Problem statement
Track down each line below containing the string "impl" and copy it.
*** Dataset entries ***
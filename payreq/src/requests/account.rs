//! Account dashboard login links.

use super::BASE_REQUEST;
use crate::capabilities::ModeFlag;
use crate::contracts::{HttpMethod, RequestDescriptor};
use crate::errors::Result;
use crate::request::{Request, RequestCore, RequestType};
use crate::validation::{validate_identifier, validate_redirect_url, validate_route};
use serde_json::json;

static GET_ACCOUNT_LOGIN: RequestDescriptor = RequestDescriptor {
    name: "get_account_login",
    parent: Some(&BASE_REQUEST),
    required: &["redirect_url"],
    method: Some(HttpMethod::Post),
    endpoint: Some("accounts/login_links"),
    extension_point: Some("payreq_get_account_login_request"),
    ..RequestDescriptor::BLANK
};

/// Requests a one-time login link to the account dashboard.
///
/// Signed with the user's token and scoped to the connected site.
#[derive(Debug)]
pub struct GetAccountLogin {
    core: RequestCore,
}

impl GetAccountLogin {
    /// Where the dashboard sends the user back to; must be on this site.
    pub fn set_redirect_url(&mut self, url: &str) -> Result<()> {
        let site = self.core.site();
        let url = validate_redirect_url(url, "redirect_url", &site)?;
        self.core_mut().set_param("redirect_url", json!(url.as_str()))
    }

    /// Dashboard page to open, e.g. `payments/overview`.
    pub fn set_dashboard_route(&mut self, route: &str) -> Result<()> {
        validate_route(route, "dashboard_route")?;
        self.core_mut().set_param("dashboard_route", json!(route))
    }

    /// Login hint for the dashboard's sign-in form.
    pub fn set_login_hint(&mut self, login: &str) -> Result<()> {
        validate_identifier(login, "login_hint")?;
        self.core_mut().set_param("login_hint", json!(login))
    }
}

impl Request for GetAccountLogin {
    fn core(&self) -> &RequestCore {
        &self.core
    }

    fn core_mut(&mut self) -> &mut RequestCore {
        &mut self.core
    }

    fn should_use_user_token(&self) -> bool {
        true
    }

    fn is_site_specific(&self) -> bool {
        true
    }
}

impl RequestType for GetAccountLogin {
    fn type_descriptor() -> &'static RequestDescriptor {
        &GET_ACCOUNT_LOGIN
    }

    fn from_core(core: RequestCore) -> Self {
        Self { core }
    }
}

impl ModeFlag for GetAccountLogin {}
***
Solved problem
impl GetAccountLogin {
impl Request for GetAccountLogin {
impl RequestType for GetAccountLogin {
impl ModeFlag for GetAccountLogin {}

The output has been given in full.